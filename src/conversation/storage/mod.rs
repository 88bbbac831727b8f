//! Durable storage backing the conversation store.

pub mod durable_slot;
pub mod file_slot;
pub mod memory_slot;

pub use durable_slot::DurableSlot;
pub use file_slot::FileSlot;
pub use memory_slot::MemorySlot;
-*-*-
REQUIRED WORK → Write down every entry exactly.

ANSWER TO THIS PROBLEM →
filename src/conversation/storage/mod.rs
repository 88bbbac831727b8f
//! Durable storage backing the conversation store.

pub mod durable_slot;
pub mod file_slot;
pub mod memory_slot;

pub use durable_slot::DurableSlot;
pub use file_slot::FileSlot;
pub use memory_slot::MemorySlot;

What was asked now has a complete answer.